Corporal Injury to Spouse

California Penal Code Section 273.5 – Corporal Injury to Spouse

The crime of “corporal injury to spouse” is defined under California Penal Code Section 273.5. This domestic violence related crime is generally described as willfully inflicting a physical injury on a spouse or intimate partner and commonly known in Los Angeles County criminal courts as “domestic abuse.” PC 273.5 is similar to California Penal Code Section 243(e), domestic battery. The primary difference between the two domestic violence laws is the level of injuries sustained by the victim. By definition, “corporal injury” means some type of minor or serious physical injury that results in a traumatic condition. This means in order to be convicted of corporal injury to spouse, you would need to inflict actual bodily injury caused by physical force. It’s important to note the injury on the victim doesn’t need to be serious, but could be minor, such as a bruise or sprain. A common example in Los Angeles County of a PC 273.5 corporal injury to spouse cases includes a situation where husband and wife become involved in a heated argument over finances. During the heat of the quarrel, the husband punches his wife in the face leaving her with a broken nose. The wife calls the Los Angeles Police Department and tells the officers what happened. At the same time, the officers notice the very visible injury of a broken nose and arrest the husband for corporal injury to spouse. In this textbook example, the husband can be prosecuted for PC 273.5 because he willfully struck his wife and caused a traumatic condition. It’s critical to stop and note here is also very common for the wife to later regret her decision of calling police and want to drop the charges. The victim can’t drop charges. It’s not their decision to make. Once police become involved, any decision on how to file the domestic violence charges is in the hands of the Los Angeles District Attorney’s Office.
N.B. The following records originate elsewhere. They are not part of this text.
use std::time::Duration;

use async_trait::async_trait;
use reqwest::Client;
use serde::{Deserialize, de::DeserializeOwned};
use tracing::debug;

use crate::{error::EngineError, model::RawSample};

use super::WeatherProvider;

pub const DEFAULT_CURRENT_URL: &str = "https://api.openweathermap.org/data/2.5/weather";
pub const DEFAULT_FORECAST_URL: &str = "https://api.openweathermap.org/data/2.5/forecast";

#[derive(Debug, Clone)]
pub struct OpenWeatherProvider {
    api_key: String,
    current_url: String,
    forecast_url: String,
    http: Client,
}

impl OpenWeatherProvider {
    pub fn new(api_key: String) -> Self {
        Self::with_urls(api_key, DEFAULT_CURRENT_URL.to_string(), DEFAULT_FORECAST_URL.to_string())
    }

    pub fn with_urls(api_key: String, current_url: String, forecast_url: String) -> Self {
        Self { api_key, current_url, forecast_url, http: Client::new() }
    }

    /// Use a client whose requests give up after `timeout`.
    pub fn with_timeout(mut self, timeout: Duration) -> Result<Self, EngineError> {
        self.http = Client::builder().timeout(timeout).build().map_err(|e| {
            EngineError::ProviderUnavailable {
                status: None,
                message: format!("Failed to build HTTP client: {e}"),
            }
        })?;
        Ok(self)
    }

    async fn get_json<T: DeserializeOwned>(
        &self,
        url: &str,
        location: &str,
        what: &str,
    ) -> Result<T, EngineError> {
        let res = self
            .http
            .get(url)
            .query(&[("q", location), ("appid", self.api_key.as_str()), ("units", "metric")])
            .send()
            .await
            .map_err(|e| EngineError::ProviderUnavailable {
                status: e.status().map(|s| s.as_u16()),
                message: format!("Failed to send request to OpenWeather ({what}): {e}"),
            })?;

        let status = res.status();
        let body = res.text().await.map_err(|e| EngineError::ProviderUnavailable {
            status: Some(status.as_u16()),
            message: format!("Failed to read OpenWeather {what} response body: {e}"),
        })?;

        if !status.is_success() {
            return Err(EngineError::ProviderUnavailable {
                status: Some(status.as_u16()),
                message: format!("OpenWeather {what} request failed: {}", truncate_body(&body)),
            });
        }

        debug!(what, %status, bytes = body.len(), "OpenWeather response received");
        parse_body(&body, what)
    }
}

#[derive(Debug, Default, Deserialize)]
struct OwMain {
    temp: Option<f64>,
    feels_like: Option<f64>,
    humidity: Option<f64>,
}

#[derive(Debug, Deserialize)]
struct OwWeather {
    main: String,
}

#[derive(Debug, Default, Deserialize)]
struct OwWind {
    speed: Option<f64>,
}

/// Precipitation volume over the last 1 or 3 hours.
#[derive(Debug, Default, Deserialize)]
struct OwPrecipitation {
    #[serde(rename = "1h")]
    one_hour: Option<f64>,
    #[serde(rename = "3h")]
    three_hours: Option<f64>,
}

impl OwPrecipitation {
    fn volume(&self) -> Option<f64> {
        self.one_hour.or(self.three_hours)
    }
}

/// Shape shared by the current-weather response and each forecast list entry.
#[derive(Debug, Deserialize)]
struct OwEntry {
    dt: Option<i64>,
    #[serde(default)]
    main: OwMain,
    #[serde(default)]
    weather: Vec<OwWeather>,
    #[serde(default)]
    wind: OwWind,
    rain: Option<OwPrecipitation>,
    snow: Option<OwPrecipitation>,
}

impl From<OwEntry> for RawSample {
    fn from(entry: OwEntry) -> Self {
        RawSample {
            temperature: entry.main.temp,
            feels_like: entry.main.feels_like,
            humidity: entry.main.humidity,
            wind_speed: entry.wind.speed,
            condition: entry.weather.into_iter().next().map(|w| w.main),
            rain_mm: entry.rain.and_then(|p| p.volume()),
            snow_mm: entry.snow.and_then(|p| p.volume()),
            timestamp: entry.dt,
        }
    }
}

#[derive(Debug, Deserialize)]
struct OwForecastResponse {
    list: Vec<OwEntry>,
}

#[async_trait]
impl WeatherProvider for OpenWeatherProvider {
    async fn fetch_current(&self, location: &str) -> Result<RawSample, EngineError> {
        let entry: OwEntry = self.get_json(&self.current_url, location, "current weather").await?;
        Ok(entry.into())
    }

    async fn fetch_forecast(&self, location: &str) -> Result<Vec<RawSample>, EngineError> {
        let parsed: OwForecastResponse =
            self.get_json(&self.forecast_url, location, "5-day forecast").await?;
        Ok(parsed.list.into_iter().map(RawSample::from).collect())
    }
}

fn parse_body<T: DeserializeOwned>(body: &str, what: &str) -> Result<T, EngineError> {
    serde_json::from_str(body).map_err(|e| {
        EngineError::invalid("body", format!("could not parse OpenWeather {what} JSON: {e}"))
    })
}

fn truncate_body(body: &str) -> String {
    const MAX: usize = 200;
    match body.char_indices().nth(MAX) {
        Some((cut, _)) => format!("{}...", &body[..cut]),
        None => body.to_string(),
    }
}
If you have been accused of corporal injury to a spouse, you need to consult with the experienced Los Angeles domestic violence lawyers at the Goldstein Law Group. We have a track record of success in obtaining the best possible outcome for our clients in any type of domestic violence related charges. Now that we have discussed a general overview of corporal injury to a spouse crime, let’s review the legal definition, penalties, and defenses below.
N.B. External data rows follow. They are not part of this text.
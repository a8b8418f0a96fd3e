use std::sync::Arc;

use chrono::{NaiveDate, Utc, Weekday};
use serde::{Deserialize, Serialize};
use tracing::{debug, warn};

use crate::{
    error::EngineError,
    forecast::aggregate_daily_from,
    model::{Condition, DailyFeatures, Gender, Outfit, RawSample, Unit, WeatherFeatures},
    normalize::normalize,
    predictor::{OutfitPredictor, RulePredictor},
    rules::RuleTable,
    tips::generate_tips,
    units::display_temperature,
};

pub const MAX_FORECAST_DAYS: usize = 3;

#[derive(Debug, Clone, PartialEq, Serialize, Deserialize)]
pub struct Recommendation {
    pub outfit: Outfit,
    pub tips: Vec<String>,
}

/// Current-day recommendation with display-unit temperatures.
#[derive(Debug, Clone, PartialEq, Serialize, Deserialize)]
pub struct OutfitReport {
    pub location: String,
    pub temperature: f64,
    pub feels_like: f64,
    pub humidity: u8,
    pub wind_speed: f64,
    pub condition: Condition,
    pub unit: Unit,
    pub outfit: Outfit,
    pub tips: Vec<String>,
}

#[derive(Debug, Clone, PartialEq, Serialize, Deserialize)]
pub struct ForecastDayReport {
    pub date: NaiveDate,
    pub day: Weekday,
    pub temperature: f64,
    pub feels_like: f64,
    pub high: f64,
    pub low: f64,
    pub humidity: u8,
    pub condition: Condition,
    pub unit: Unit,
    pub outfit: Outfit,
    pub tips: Vec<String>,
}

/// Read-only decision context, built once at startup and shared across requests.
#[derive(Debug, Clone)]
pub struct OutfitEngine {
    predictor: Arc<dyn OutfitPredictor>,
}

impl Default for OutfitEngine {
    fn default() -> Self {
        Self::with_rules(Arc::new(RuleTable::builtin()))
    }
}

impl OutfitEngine {
    pub fn new(predictor: Arc<dyn OutfitPredictor>) -> Self {
        Self { predictor }
    }

    pub fn with_rules(rules: Arc<RuleTable>) -> Self {
        Self::new(Arc::new(RulePredictor::new(rules)))
    }

    /// Outfit and tips for one feature record.
    pub fn recommend(
        &self,
        features: &WeatherFeatures,
        gender: Gender,
    ) -> Result<Recommendation, EngineError> {
        let outfit = self.predictor.predict(features, gender)?;
        if let Some(slot) = outfit.first_empty_slot() {
            warn!(slot = slot.as_str(), ?outfit, "predictor left a slot empty");
            return Err(EngineError::Prediction(format!(
                "no label for the `{}` slot",
                slot.as_str()
            )));
        }

        let tips = generate_tips(&outfit, gender, features);
        debug!(?outfit, tips = tips.len(), "recommendation ready");
        Ok(Recommendation { outfit, tips })
    }

    pub fn outfit_report(
        &self,
        location: &str,
        raw: &RawSample,
        gender: Gender,
        unit: Unit,
    ) -> Result<OutfitReport, EngineError> {
        let features = normalize(raw)?;
        self.report_for(location, &features, gender, unit)
    }

    pub fn report_for(
        &self,
        location: &str,
        features: &WeatherFeatures,
        gender: Gender,
        unit: Unit,
    ) -> Result<OutfitReport, EngineError> {
        let Recommendation { outfit, tips } = self.recommend(features, gender)?;

        Ok(OutfitReport {
            location: location.to_string(),
            temperature: display_temperature(features.temperature_c, unit),
            feels_like: display_temperature(features.feels_like_c, unit),
            humidity: features.humidity,
            wind_speed: features.wind_speed,
            condition: features.condition.clone(),
            unit,
            outfit,
            tips,
        })
    }

    pub fn forecast_report(
        &self,
        samples: &[RawSample],
        gender: Gender,
        unit: Unit,
        days: usize,
    ) -> Result<Vec<ForecastDayReport>, EngineError> {
        self.forecast_report_from(samples, gender, unit, days, Utc::now().date_naive())
    }

    /// `days` is clamped to `1..=MAX_FORECAST_DAYS`.
    pub fn forecast_report_from(
        &self,
        samples: &[RawSample],
        gender: Gender,
        unit: Unit,
        days: usize,
        today: NaiveDate,
    ) -> Result<Vec<ForecastDayReport>, EngineError> {
        let days = days.clamp(1, MAX_FORECAST_DAYS);
        aggregate_daily_from(samples, days, today)?
            .iter()
            .map(|day| self.day_report(day, gender, unit))
            .collect()
    }

    fn day_report(
        &self,
        day: &DailyFeatures,
        gender: Gender,
        unit: Unit,
    ) -> Result<ForecastDayReport, EngineError> {
        let features = &day.features;
        let Recommendation { outfit, tips } = self.recommend(features, gender)?;

        Ok(ForecastDayReport {
            date: day.date,
            day: features.day_of_week,
            temperature: display_temperature(features.temperature_c, unit),
            feels_like: display_temperature(features.feels_like_c, unit),
            high: display_temperature(day.high_c, unit),
            low: display_temperature(day.low_c, unit),
            humidity: features.humidity,
            condition: features.condition.clone(),
            unit,
            outfit,
            tips,
        })
    }
}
Legal Definition of Corporal Injury to Spouse

California Penal Code Section 273.5 defines corporal injury to spouse as follows:

(a) Anyone who willfully inflicts corporal injury resulting in a traumatic condition on a victim is guilty of a felony crime. If convicted, they shall be punished by confinement in state prison for two, three, or four years, or county jail for up to one year, or a fine up to $6,000, or both fine and imprisonment.

By definition, PC 273.5 means you caused injury an injury to an intimate partner, which includes a current or former spouse, fiance, a cohabitant, or parent of your child. It’s important to note a “cohabitant” is described as two unrelated people who have been living with each other for a significant amount of time that resulted in some type of relationship. Typically, the factors that are considered in determining whether or not the victim was a cohabitant include the following:

  • Any sexual relations between two people in same home
  • The length of the relationship
  • Any sharing of income or expenses
  • Any joint use or ownership of property
  • Two people who represent themselves as partners

The term “willfully” in the definition simply means it was on purpose. A traumatic condition is defined as any wound or bodily injury that was caused by using physical force. As stated, the condition does not have to be life-threatening or serious, but it must be a “natural and probable consequence” of the injury. Some common examples include a black eye, broken nose, concussion, serious bruising or sprains, internal bleeding, among others.

Legal Penalties for Corporal Injury to Spouse

Corporal injury to spouse under California Penal Code Section 273.5 is known as a “wobbler,” meaning it can be filed by the prosecutor as either a misdemeanor or felony offense. Their decision is typically based on the facts and circumstances of the case and your prior criminal record. If the victim sustained serious injuries or you have a history of domestic violence incidents, the case will normally be filed as a felony crime.

If you are convicted of a misdemeanor case for PC 273.5 inflicting corporal injury on a spouse, you will face up to one year in a Los Angeles County jail and a fine of up to $6,000. If convicted of a felony spousal abuse case, you will face up to 4 years in a California state prison and the same fine amount.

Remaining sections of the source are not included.